For me, it was when I started interviewing Dr Benjamin Symon for this story.
Now think about how you listened in that situation. You probably displayed active listening by smiling and nodding to encourage the person to continue and to convey that you understood them.
While this level of listening conveys strong emotional intelligence, its benefits can be undone when we do the really common thing of swirling our witty/thoughtful/intelligent response around in our brain as the other person is talking. We listen to respond rather than to understand, says Symon.
That’s what I was doing in our interview. I had my list of prepared questions and I was listening to his responses to try and find a tie in with the next point I wanted to make. But when he said that good listening is about giving people the space to reveal what matters most to them, I felt my listening style change.
While interviews are more transactional than normal day-to-day conversations, I found when I let myself sit with his responses for a little longer than I usually would, I was able to ask richer questions and he was able to provide more in-depth responses.
“Listening isn’t just passively hearing sound. It’s the act of hearing it, interpreting it and then acting on that either by our verbal or facial signals or body language,” says Symon, who is a simulation consultant at Queensland Children’s Hospital and a pediatric emergency physician at the Prince Charles Hospital in Brisbane.
“There’s a generosity of spirit in really genuinely and compassionately giving someone else the time to express what they need to express without intervening.”
“Silence can be such a powerful form of validation and a signal to the other person that you’re genuinely leaving conversational space for them.” – Dr Benjamin Symon
As a critical care clinician, he is faced with high volumes of patients who all have complex biological and social needs.
“Every day myself and my colleagues are faced with the challenge of rapidly making a medical assessment in a time-pressured environment, but also needing to establish a sense of trust and rapport with families who’ve never met us before.
“Communicating effectively and understanding what the other person’s concerns are are really critical skills.”

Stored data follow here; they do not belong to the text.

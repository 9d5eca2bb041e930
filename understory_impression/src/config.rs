// Copyright 2025 the Understory Authors
// SPDX-License-Identifier: Apache-2.0 OR MIT

//! Thresholds that decide when visibility becomes an impression.

use core::fmt;
use core::time::Duration;

/// Default minimum continuous visibility before an impression is confirmed.
pub const DEFAULT_DWELL: Duration = Duration::from_millis(1000);

/// Default fraction of an element's area that must be visible.
pub const DEFAULT_VISIBLE_RATIO: f64 = 0.5;

/// Which tracking entries a tick examines when looking for due impressions.
///
/// Entries are always examined and promoted in the order they started tracking.
#[derive(Copy, Clone, Debug, PartialEq, Eq, Hash, Default)]
#[cfg_attr(feature = "serde", derive(serde::Serialize, serde::Deserialize))]
#[cfg_attr(feature = "serde", serde(rename_all = "snake_case"))]
pub enum ScanPolicy {
    /// Promote the longest run of due entries from the start of the tracking
    /// order, stopping at the first entry that is not yet due.
    ///
    /// An entry that started later but already qualifies waits until every
    /// entry ahead of it has been promoted or removed. This is the default
    /// batching policy and keeps confirmation order identical to start order.
    #[default]
    Prefix,
    /// Promote every due entry on each tick.
    Full,
}

/// Configuration for an [`ImpressionLedger`](crate::ImpressionLedger).
///
/// ```rust
/// use core::time::Duration;
/// use understory_impression::{ImpressionConfig, ScanPolicy};
///
/// let config = ImpressionConfig::default()
///     .with_dwell(Duration::from_millis(500))
///     .with_visible_ratio(0.75)
///     .with_scan_policy(ScanPolicy::Full);
/// assert!(config.validate().is_ok());
/// ```
#[derive(Copy, Clone, Debug, PartialEq)]
#[cfg_attr(feature = "serde", derive(serde::Serialize, serde::Deserialize))]
#[cfg_attr(feature = "serde", serde(default))]
pub struct ImpressionConfig {
    /// Minimum continuous qualifying visibility before confirmation.
    #[cfg_attr(feature = "serde", serde(rename = "dwell_ms", with = "millis"))]
    pub dwell: Duration,
    /// Minimum visible fraction of the element's area, in `0.0..=1.0`.
    pub visible_ratio: f64,
    /// Which due entries each tick promotes.
    pub scan_policy: ScanPolicy,
}

impl Default for ImpressionConfig {
    fn default() -> Self {
        Self {
            dwell: DEFAULT_DWELL,
            visible_ratio: DEFAULT_VISIBLE_RATIO,
            scan_policy: ScanPolicy::default(),
        }
    }
}

impl ImpressionConfig {
    /// Returns the config with a different dwell duration.
    #[must_use]
    pub fn with_dwell(mut self, dwell: Duration) -> Self {
        self.dwell = dwell;
        self
    }

    /// Returns the config with a different visible-ratio threshold.
    #[must_use]
    pub fn with_visible_ratio(mut self, visible_ratio: f64) -> Self {
        self.visible_ratio = visible_ratio;
        self
    }

    /// Returns the config with a different scan policy.
    #[must_use]
    pub fn with_scan_policy(mut self, scan_policy: ScanPolicy) -> Self {
        self.scan_policy = scan_policy;
        self
    }

    /// Checks that the thresholds are usable.
    ///
    /// The visible ratio must be a number in `0.0..=1.0`. A zero dwell is
    /// allowed and confirms on the first tick after tracking starts.
    pub fn validate(&self) -> Result<(), ConfigError> {
        if !(0.0..=1.0).contains(&self.visible_ratio) {
            return Err(ConfigError::InvalidVisibleRatio(self.visible_ratio));
        }
        Ok(())
    }
}

/// A rejected [`ImpressionConfig`].
#[derive(Copy, Clone, Debug, PartialEq)]
pub enum ConfigError {
    /// The visible ratio was NaN or outside `0.0..=1.0`.
    InvalidVisibleRatio(f64),
}

impl fmt::Display for ConfigError {
    fn fmt(&self, f: &mut fmt::Formatter<'_>) -> fmt::Result {
        match self {
            Self::InvalidVisibleRatio(ratio) => {
                write!(f, "visible ratio {ratio} is outside 0.0..=1.0")
            }
        }
    }
}

impl core::error::Error for ConfigError {}

/// Serde helpers that store a [`Duration`] as whole milliseconds.
///
/// Use with `#[serde(with = "understory_impression::millis")]`.
#[cfg(feature = "serde")]
pub mod millis {
    use core::time::Duration;

    use serde::{Deserialize, Deserializer, Serializer};

    /// Serializes `duration` as an integer number of milliseconds.
    pub fn serialize<S: Serializer>(duration: &Duration, serializer: S) -> Result<S::Ok, S::Error> {
        let ms = u64::try_from(duration.as_millis()).unwrap_or(u64::MAX);
        serializer.serialize_u64(ms)
    }

    /// Deserializes an integer number of milliseconds.
    pub fn deserialize<'de, D: Deserializer<'de>>(deserializer: D) -> Result<Duration, D::Error> {
        u64::deserialize(deserializer).map(Duration::from_millis)
    }
}

#[cfg(test)]
mod tests {
    use core::time::Duration;

    use super::{ConfigError, ImpressionConfig, ScanPolicy};

    #[test]
    fn defaults_match_documented_values() {
        let config = ImpressionConfig::default();
        assert_eq!(config.dwell, Duration::from_millis(1000));
        assert_eq!(config.visible_ratio, 0.5);
        assert_eq!(config.scan_policy, ScanPolicy::Prefix);
        assert!(config.validate().is_ok());
    }

    #[test]
    fn ratio_bounds_are_inclusive() {
        assert!(
            ImpressionConfig::default()
                .with_visible_ratio(0.0)
                .validate()
                .is_ok()
        );
        assert!(
            ImpressionConfig::default()
                .with_visible_ratio(1.0)
                .validate()
                .is_ok()
        );
    }

    #[test]
    fn out_of_range_ratio_is_rejected() {
        assert_eq!(
            ImpressionConfig::default()
                .with_visible_ratio(1.5)
                .validate(),
            Err(ConfigError::InvalidVisibleRatio(1.5))
        );
        assert!(
            ImpressionConfig::default()
                .with_visible_ratio(-0.1)
                .validate()
                .is_err()
        );
    }

    #[test]
    fn nan_ratio_is_rejected() {
        let err = ImpressionConfig::default()
            .with_visible_ratio(f64::NAN)
            .validate()
            .unwrap_err();
        assert!(matches!(err, ConfigError::InvalidVisibleRatio(r) if r.is_nan()));
    }

    #[cfg(feature = "serde")]
    #[test]
    fn loads_from_toml_with_defaults() {
        let config: ImpressionConfig = toml::from_str(
            r#"
            dwell_ms = 250
            scan_policy = "full"
            "#,
        )
        .unwrap();
        assert_eq!(config.dwell, Duration::from_millis(250));
        assert_eq!(config.visible_ratio, 0.5);
        assert_eq!(config.scan_policy, ScanPolicy::Full);
    }
}
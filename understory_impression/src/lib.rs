// Copyright 2025 the Understory Authors
// SPDX-License-Identifier: Apache-2.0 OR MIT

// After you edit the crate's doc comment, run this command, then check README.md for any missing links
// cargo rdme --workspace-project=understory_impression --heading-base-level=0

//! Understory Impression: visibility-dwell impression tracking.
//!
//! An *impression* is recorded once an element identified by a caller-chosen
//! key has stayed sufficiently visible for a minimum dwell time, for example
//! "this card was at least half on screen for one second". This crate holds the
//! host-agnostic core:
//!
//! - [`visible_ratio`]: the fraction of an element's area inside the visible
//!   viewport bounds, or [`Visibility::Hidden`] when it is out of view.
//! - [`ImpressionLedger`]: the tracking and confirmed sets for one scope,
//!   fed by per-frame geometry and advanced by [`ImpressionLedger::tick`].
//! - [`ImpressionConfig`] and [`ScanPolicy`]: dwell, visible-ratio threshold,
//!   and which due entries a tick promotes.
//! - [`Clock`], [`ManualClock`] and (with `std`) [`SystemClock`]: time sources
//!   for dwell accounting.
//!
//! The crate does not schedule anything. Hosts are responsible for:
//!
//! - Calling [`ImpressionLedger::on_geometry_update`] after layout passes and
//!   [`ImpressionLedger::dispose`] when an element unmounts.
//! - Calling [`ImpressionLedger::tick`] periodically and announcing the keys it
//!   returns.
//! - Serializing access when updates and ticks come from different contexts.
//!
//! `understory_impression_tokio` provides all three on top of Tokio.
//!
//! ## Minimal example
//!
//! ```rust
//! use core::time::Duration;
//! use kurbo::{Rect, Size};
//! use understory_impression::{Clock, ImpressionConfig, ImpressionLedger, ManualClock};
//!
//! let clock = ManualClock::new();
//! let mut ledger = ImpressionLedger::new(ImpressionConfig::default());
//! let viewport = Rect::new(0.0, 0.0, 400.0, 800.0);
//!
//! // Layout pass: card 7 is fully on screen.
//! ledger.on_geometry_update(
//!     7_u32,
//!     Size::new(100.0, 100.0),
//!     Rect::new(0.0, 100.0, 100.0, 200.0),
//!     viewport,
//!     clock.now(),
//! );
//!
//! clock.advance(Duration::from_millis(1000));
//! let tick = ledger.tick(clock.now());
//! assert_eq!(tick.confirmed, vec![7]);
//!
//! // Impressions fire at most once per key.
//! clock.advance(Duration::from_millis(5000));
//! assert!(ledger.tick(clock.now()).confirmed.is_empty());
//! ```
//!
//! ## Scan policy
//!
//! By default each tick promotes the longest run of due entries from the start
//! of the tracking order and stops at the first entry that is not yet due
//! ([`ScanPolicy::Prefix`]). Use [`ScanPolicy::Full`] to promote every due
//! entry on every tick instead.
//!
//! ## Zero-area elements
//!
//! Elements whose size has no area are reported as hidden and are never
//! tracked.
//!
//! ## Features
//!
//! - `std` (default): enables [`SystemClock`] and Kurbo's `std` support.
//! - `libm`: Kurbo's `libm` backend for `no_std` builds.
//! - `serde`: `Serialize`/`Deserialize` for [`ImpressionConfig`] and [`ScanPolicy`].
//!
//! This crate is `no_std` and uses `alloc`.

#![no_std]

extern crate alloc;

#[cfg(feature = "std")]
extern crate std;

mod clock;
mod config;
mod geometry;
mod ledger;

#[cfg(feature = "std")]
pub use clock::SystemClock;
pub use clock::{Clock, ManualClock};
#[cfg(feature = "serde")]
pub use config::millis;
pub use config::{
    ConfigError, DEFAULT_DWELL, DEFAULT_VISIBLE_RATIO, ImpressionConfig, ScanPolicy,
};
pub use geometry::{Visibility, visible_ratio};
pub use ledger::{GeometryOutcome, ImpressionLedger, LedgerDebugInfo, Tick};
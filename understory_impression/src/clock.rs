// Copyright 2025 the Understory Authors
// SPDX-License-Identifier: Apache-2.0 OR MIT

//! Time sources for dwell accounting.

use alloc::sync::Arc;
use core::sync::atomic::{AtomicU64, Ordering};
use core::time::Duration;

/// A monotonic time source.
///
/// `now` returns the time elapsed since an arbitrary, fixed origin chosen by
/// the clock. Only differences between readings are meaningful, so readings
/// from different clocks must not be mixed in one ledger.
pub trait Clock {
    /// Returns the current time since this clock's origin.
    fn now(&self) -> Duration;
}

impl<C: Clock + ?Sized> Clock for &C {
    fn now(&self) -> Duration {
        (**self).now()
    }
}

impl<C: Clock + ?Sized> Clock for Arc<C> {
    fn now(&self) -> Duration {
        (**self).now()
    }
}

/// Wall-clock time source backed by [`std::time::Instant`].
///
/// The origin is the moment the clock was created.
#[cfg(feature = "std")]
#[derive(Clone, Copy, Debug)]
pub struct SystemClock {
    origin: std::time::Instant,
}

#[cfg(feature = "std")]
impl SystemClock {
    /// Creates a clock whose origin is now.
    #[must_use]
    pub fn new() -> Self {
        Self {
            origin: std::time::Instant::now(),
        }
    }
}

#[cfg(feature = "std")]
impl Default for SystemClock {
    fn default() -> Self {
        Self::new()
    }
}

#[cfg(feature = "std")]
impl Clock for SystemClock {
    fn now(&self) -> Duration {
        self.origin.elapsed()
    }
}

/// A clock that only moves when told to.
///
/// Interior mutability lets one handle drive time while another, shared via
/// [`Arc`], is read by a tracker.
///
/// ```rust
/// use core::time::Duration;
/// use understory_impression::{Clock, ManualClock};
///
/// let clock = ManualClock::new();
/// assert_eq!(clock.now(), Duration::ZERO);
/// clock.advance(Duration::from_millis(1500));
/// assert_eq!(clock.now(), Duration::from_millis(1500));
/// ```
#[derive(Debug, Default)]
pub struct ManualClock {
    nanos: AtomicU64,
}

impl ManualClock {
    /// Creates a clock reading zero.
    #[must_use]
    pub fn new() -> Self {
        Self::default()
    }

    /// Creates a clock reading `now`.
    #[must_use]
    pub fn starting_at(now: Duration) -> Self {
        Self {
            nanos: AtomicU64::new(saturating_nanos(now)),
        }
    }

    /// Moves the clock forward by `delta`, saturating at the maximum reading.
    pub fn advance(&self, delta: Duration) {
        let delta = saturating_nanos(delta);
        // A failed update is impossible: the closure always returns `Some`.
        let _ = self
            .nanos
            .fetch_update(Ordering::AcqRel, Ordering::Acquire, |current| {
                Some(current.saturating_add(delta))
            });
    }

    /// Sets the clock to an absolute reading, which may move it backwards.
    pub fn set(&self, now: Duration) {
        self.nanos.store(saturating_nanos(now), Ordering::Release);
    }
}

impl Clock for ManualClock {
    fn now(&self) -> Duration {
        Duration::from_nanos(self.nanos.load(Ordering::Acquire))
    }
}

fn saturating_nanos(duration: Duration) -> u64 {
    u64::try_from(duration.as_nanos()).unwrap_or(u64::MAX)
}
// Copyright 2025 the Understory Authors
// SPDX-License-Identifier: Apache-2.0 OR MIT

//! Shared, lock-protected impression ledger with a lifecycle-bound sampler.

use std::fmt;
use std::ops::ControlFlow;
use std::sync::{Arc, Weak};
use std::time::Duration;

use kurbo::{Rect, Size};
use parking_lot::Mutex;
use tracing::{debug, info, trace};
use understory_impression::{
    Clock, GeometryOutcome, ImpressionLedger, LedgerDebugInfo, Tick, Visibility,
};

use crate::ImpressionKey;
use crate::binding::{BindingTable, ElementBinding};
use crate::channel::{Dispatcher, Impression, ImpressionStream, KeyListener};
use crate::clock::TokioClock;
use crate::config::TrackerConfig;
use crate::error::TrackerError;
use crate::sampler::SamplingTask;

/// Impression tracking for one scope, such as a screen or a list.
///
/// `ImpressionTracker` is a cheap, cloneable handle. All clones share one
/// [`ImpressionLedger`] behind a mutex, so geometry updates from layout
/// callbacks and ticks from the sampling loop never interleave.
///
/// The sampling loop is explicit: the host calls [`start`](Self::start) when
/// the scope becomes active and [`stop`](Self::stop) when it goes inactive
/// (or uses [`set_active`](Self::set_active) for both). Stopping keeps every
/// tracking and confirmed entry; only the periodic task pauses.
///
/// ```rust
/// use std::sync::Arc;
/// use std::time::Duration;
///
/// use kurbo::{Rect, Size};
/// use understory_impression::ManualClock;
/// use understory_impression_tokio::{ImpressionTracker, TrackerConfig};
///
/// # fn main() -> Result<(), understory_impression_tokio::TrackerError> {
/// let clock = Arc::new(ManualClock::new());
/// let tracker = ImpressionTracker::<u32>::with_clock(TrackerConfig::default(), Arc::clone(&clock))?;
/// let mut impressions = tracker.subscribe();
///
/// let viewport = Rect::new(0.0, 0.0, 400.0, 800.0);
/// tracker.on_geometry_update(1, Size::new(100.0, 100.0), Rect::new(0.0, 0.0, 100.0, 100.0), viewport);
///
/// clock.advance(Duration::from_secs(1));
/// tracker.tick();
/// assert_eq!(impressions.try_recv().map(|i| i.key), Some(1));
/// # Ok(())
/// # }
/// ```
pub struct ImpressionTracker<K: ImpressionKey> {
    shared: Arc<Shared<K>>,
}

struct Shared<K: ImpressionKey> {
    config: TrackerConfig,
    ledger: Mutex<ImpressionLedger<K>>,
    clock: Arc<dyn Clock + Send + Sync>,
    dispatcher: Dispatcher<K>,
    bindings: Mutex<BindingTable<K>>,
    sampler: Mutex<Option<SamplingTask>>,
}

impl<K: ImpressionKey> Shared<K> {
    /// One sampling step. Impressions are sent while the ledger is locked, so
    /// concurrent ticks cannot reorder them.
    fn sample(&self) -> Tick<K> {
        let mut ledger = self.ledger.lock();
        let tick = ledger.tick(self.clock.now());
        trace!(
            iteration = tick.iteration,
            tracking = ledger.tracking_len(),
            confirmed = tick.confirmed.len(),
            "impression tick"
        );
        for key in &tick.confirmed {
            debug!(?key, iteration = tick.iteration, "impression confirmed");
            self.dispatcher.dispatch(&Impression {
                key: key.clone(),
                iteration: tick.iteration,
            });
        }
        tick
    }
}

impl<K: ImpressionKey> ImpressionTracker<K> {
    /// Creates a tracker that reads time from a [`TokioClock`].
    pub fn new(config: TrackerConfig) -> Result<Self, TrackerError> {
        Self::with_clock(config, TokioClock::new())
    }

    /// Creates a tracker that reads time from `clock`.
    pub fn with_clock<C>(config: TrackerConfig, clock: C) -> Result<Self, TrackerError>
    where
        C: Clock + Send + Sync + 'static,
    {
        config.validate()?;
        Ok(Self::from_parts(config, Arc::new(clock)))
    }

    /// Builds a tracker from an already validated config.
    pub(crate) fn from_parts(config: TrackerConfig, clock: Arc<dyn Clock + Send + Sync>) -> Self {
        Self {
            shared: Arc::new(Shared {
                config,
                ledger: Mutex::new(ImpressionLedger::new(config.impression)),
                clock,
                dispatcher: Dispatcher::new(),
                bindings: Mutex::new(BindingTable::default()),
                sampler: Mutex::new(None),
            }),
        }
    }

    /// Returns the tracker's configuration.
    #[must_use]
    pub fn config(&self) -> &TrackerConfig {
        &self.shared.config
    }

    // -------------------------------------------------------------------------
    // Element updates
    // -------------------------------------------------------------------------

    /// Records a layout pass for `key`. See
    /// [`ImpressionLedger::on_geometry_update`] for the rules.
    pub fn on_geometry_update(
        &self,
        key: K,
        size: Size,
        bounds: Rect,
        viewport: Rect,
    ) -> GeometryOutcome {
        let mut ledger = self.shared.ledger.lock();
        let now = self.shared.clock.now();
        let outcome = ledger.on_geometry_update(key, size, bounds, viewport, now);
        trace!(?outcome, "geometry update");
        outcome
    }

    /// Records a precomputed visibility for `key`.
    pub fn on_visibility(&self, key: K, visibility: Visibility) -> GeometryOutcome {
        let mut ledger = self.shared.ledger.lock();
        let now = self.shared.clock.now();
        ledger.on_visibility(key, visibility, now)
    }

    /// Stops tracking `key`, typically because its element unmounted.
    ///
    /// Returns `true` if the key was tracking. Confirmed impressions are kept.
    pub fn on_dispose(&self, key: &K) -> bool {
        let removed = self.shared.ledger.lock().dispose(key);
        trace!(?key, removed, "impression key disposed");
        removed
    }

    /// Clears all tracking and confirmed state, for example when the scope's
    /// content is replaced wholesale.
    pub fn reset(&self) {
        self.shared.ledger.lock().reset();
        self.shared.dispatcher.prune();
        debug!("impression ledger reset");
    }

    // -------------------------------------------------------------------------
    // Sampling
    // -------------------------------------------------------------------------

    /// Runs one sampling step now, independent of the periodic task.
    ///
    /// Confirmed keys are delivered to subscribers before this returns.
    pub fn tick(&self) -> Tick<K> {
        self.shared.sample()
    }

    /// Starts the periodic sampling task on the current Tokio runtime.
    ///
    /// The first tick runs immediately, then one per
    /// [`check_interval`](TrackerConfig::check_interval). Starting an active
    /// tracker does nothing. The task only holds a weak reference, so it ends
    /// once every tracker handle is dropped.
    pub fn start(&self) -> Result<(), TrackerError> {
        let mut sampler = self.shared.sampler.lock();
        if sampler.as_ref().is_some_and(|task| !task.is_finished()) {
            return Ok(());
        }
        let weak: Weak<Shared<K>> = Arc::downgrade(&self.shared);
        let task = SamplingTask::spawn(self.shared.config.check_interval, move || {
            match weak.upgrade() {
                Some(shared) => {
                    shared.sample();
                    ControlFlow::Continue(())
                }
                None => ControlFlow::Break(()),
            }
        })?;
        *sampler = Some(task);
        info!(
            check_interval = ?self.shared.config.check_interval,
            "impression sampling started"
        );
        Ok(())
    }

    /// Stops the periodic sampling task.
    ///
    /// Returns `true` if a task was running. Ledger state is kept, and a later
    /// [`start`](Self::start) continues the loop counter where it left off.
    pub fn stop(&self) -> bool {
        let Some(task) = self.shared.sampler.lock().take() else {
            return false;
        };
        let was_running = !task.is_finished();
        task.stop();
        if was_running {
            info!("impression sampling stopped");
        }
        was_running
    }

    /// Starts or stops sampling to follow the host scope's active state.
    pub fn set_active(&self, active: bool) -> Result<(), TrackerError> {
        if active {
            self.start()
        } else {
            self.stop();
            Ok(())
        }
    }

    /// Returns `true` while the periodic sampling task is running.
    #[must_use]
    pub fn is_active(&self) -> bool {
        self.shared
            .sampler
            .lock()
            .as_ref()
            .is_some_and(|task| !task.is_finished())
    }

    // -------------------------------------------------------------------------
    // Notifications
    // -------------------------------------------------------------------------

    /// Subscribes to every impression emitted from now on.
    #[must_use]
    pub fn subscribe(&self) -> ImpressionStream<K> {
        self.shared.dispatcher.subscribe()
    }

    /// Subscribes to the impression of a single key.
    ///
    /// Delivery is indexed by key, so the listener fires no matter how many
    /// other keys are confirmed around it.
    #[must_use]
    pub fn listen(&self, key: K) -> KeyListener<K> {
        self.shared.dispatcher.listen(key)
    }

    /// Returns the number of live streams and key listeners.
    #[must_use]
    pub fn subscriber_count(&self) -> usize {
        self.shared.dispatcher.subscriber_count()
    }

    /// Creates a binding for one element, which disposes `key` when dropped.
    ///
    /// Binding a key again supersedes the earlier binding: only the newest
    /// binding for a key disposes it on drop.
    #[must_use]
    pub fn bind(&self, key: K) -> ElementBinding<K> {
        let generation = self.shared.bindings.lock().bind(key.clone());
        ElementBinding::new(self.clone(), key, generation)
    }

    /// Forgets a binding, returning `true` if it was the key's newest one.
    pub(crate) fn unbind(&self, key: &K, generation: u64) -> bool {
        self.shared.bindings.lock().unbind(key, generation)
    }

    // -------------------------------------------------------------------------
    // Queries
    // -------------------------------------------------------------------------

    /// Returns `true` if `key` is accumulating dwell time.
    #[must_use]
    pub fn is_tracking(&self, key: &K) -> bool {
        self.shared.ledger.lock().is_tracking(key)
    }

    /// Returns `true` if `key` already has an impression.
    #[must_use]
    pub fn is_confirmed(&self, key: &K) -> bool {
        self.shared.ledger.lock().is_confirmed(key)
    }

    /// Returns the loop counter of the tick that confirmed `key`.
    #[must_use]
    pub fn confirmed_at(&self, key: &K) -> Option<u64> {
        self.shared.ledger.lock().confirmed_at(key)
    }

    /// Returns the loop counter of the most recent tick.
    #[must_use]
    pub fn loop_counter(&self) -> Option<u64> {
        self.shared.ledger.lock().loop_counter()
    }

    /// Returns a snapshot of the ledger's counters.
    #[must_use]
    pub fn debug_info(&self) -> LedgerDebugInfo {
        self.shared.ledger.lock().debug_info()
    }

    /// Runs `f` with read access to the ledger.
    ///
    /// The ledger stays locked for the duration of `f`, which blocks both
    /// updates and ticks; keep it short.
    pub fn with_ledger<R>(&self, f: impl FnOnce(&ImpressionLedger<K>) -> R) -> R {
        f(&self.shared.ledger.lock())
    }

    /// Returns the check interval as configured.
    #[must_use]
    pub fn check_interval(&self) -> Duration {
        self.shared.config.check_interval
    }
}

impl<K: ImpressionKey> Clone for ImpressionTracker<K> {
    fn clone(&self) -> Self {
        Self {
            shared: Arc::clone(&self.shared),
        }
    }
}

impl<K: ImpressionKey> fmt::Debug for ImpressionTracker<K> {
    fn fmt(&self, f: &mut fmt::Formatter<'_>) -> fmt::Result {
        f.debug_struct("ImpressionTracker")
            .field("config", &self.shared.config)
            .field("ledger", &self.debug_info())
            .field("active", &self.is_active())
            .finish_non_exhaustive()
    }
}
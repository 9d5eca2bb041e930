// Copyright 2025 the Understory Authors
// SPDX-License-Identifier: Apache-2.0 OR MIT

//! Impression ledger: tracking and confirmed sets plus the tick step.

use alloc::collections::BTreeMap;
use alloc::vec::Vec;
use core::hash::Hash;
use core::time::Duration;

use hashbrown::HashMap;
use kurbo::{Rect, Size};

use crate::config::{ImpressionConfig, ScanPolicy};
use crate::geometry::{Visibility, visible_ratio};

/// What a geometry update did to the ledger.
#[derive(Copy, Clone, Debug, PartialEq, Eq, Hash)]
pub enum GeometryOutcome {
    /// The key already has an impression; the update was ignored.
    AlreadyConfirmed,
    /// The key qualified and started tracking at the update's time.
    Started,
    /// The key qualified and was already tracking; its start time is unchanged.
    Continued,
    /// The key did not qualify (hidden or below the ratio threshold) and any
    /// tracking entry for it was removed.
    Disposed,
}

/// The result of one [`ImpressionLedger::tick`].
#[derive(Clone, Debug, PartialEq, Eq)]
pub struct Tick<K> {
    /// The loop counter value assigned to this tick.
    pub iteration: u64,
    /// Keys promoted to the confirmed set, in promotion order.
    pub confirmed: Vec<K>,
}

#[derive(Copy, Clone, Debug)]
struct TrackingEntry {
    started_at: Duration,
    seq: u64,
}

/// Per-key impression state for one scope.
///
/// The ledger holds two disjoint sets:
///
/// - **tracking**: keys that have been continuously visible enough since a
///   recorded start time, in the order they started;
/// - **confirmed**: keys whose impression has fired, tagged with the loop
///   counter of the tick that confirmed them.
///
/// A key moves `unseen → tracking → confirmed`. Losing visibility or an
/// explicit [`dispose`](Self::dispose) before confirmation returns it to
/// unseen, and a later qualifying update starts a fresh dwell. Confirmation is
/// terminal: further updates for the key are ignored until [`reset`](Self::reset).
///
/// Time is passed in by the caller as a reading from a
/// [`Clock`](crate::Clock), which keeps the ledger free of any runtime.
///
/// ```rust
/// use core::time::Duration;
/// use kurbo::{Rect, Size};
/// use understory_impression::{GeometryOutcome, ImpressionConfig, ImpressionLedger};
///
/// let viewport = Rect::new(0.0, 0.0, 400.0, 800.0);
/// let mut ledger = ImpressionLedger::new(ImpressionConfig::default());
///
/// let outcome = ledger.on_geometry_update(
///     "card-1",
///     Size::new(100.0, 100.0),
///     Rect::new(0.0, 0.0, 100.0, 100.0),
///     viewport,
///     Duration::ZERO,
/// );
/// assert_eq!(outcome, GeometryOutcome::Started);
///
/// // Not due yet.
/// assert!(ledger.tick(Duration::from_millis(400)).confirmed.is_empty());
///
/// // Dwell elapsed.
/// let tick = ledger.tick(Duration::from_millis(1000));
/// assert_eq!(tick.confirmed, vec!["card-1"]);
/// assert_eq!(ledger.confirmed_at(&"card-1"), Some(1));
/// ```
#[derive(Clone, Debug)]
pub struct ImpressionLedger<K>
where
    K: Clone + Eq + Hash,
{
    config: ImpressionConfig,
    tracking: HashMap<K, TrackingEntry>,
    /// Tracking keys by start sequence, giving insertion order.
    order: BTreeMap<u64, K>,
    next_seq: u64,
    confirmed: HashMap<K, u64>,
    loop_counter: Option<u64>,
}

impl<K> Default for ImpressionLedger<K>
where
    K: Clone + Eq + Hash,
{
    fn default() -> Self {
        Self::new(ImpressionConfig::default())
    }
}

Symon’s interest in becoming a more effective communicator led him to Boston where he attended a course run by the Center for Medical Simulation. It was here that he met Rebecca D. Minehart, obstetric anesthesiologist, and Laura Rock, pulmonologist and critical care physician, who are both also Assistant Professors at Harvard Medical School.
“Laura and Rebecca’s work transformed my understanding of communication and showed me how much we overvalue expressive communication and undervalue receptive communication. Investing time in learning how to listen effectively can have a massive payoff in your professional and personal life.”
Four different ways to listen
Effective listening occurs when there is an alignment between the goals of the speaker and the listener, says Symon. This means both parties are clear on what they’re hoping to achieve by having the conversation.
When you have a specific goal in mind, you can then focus on how you’re going to listen in that scenario.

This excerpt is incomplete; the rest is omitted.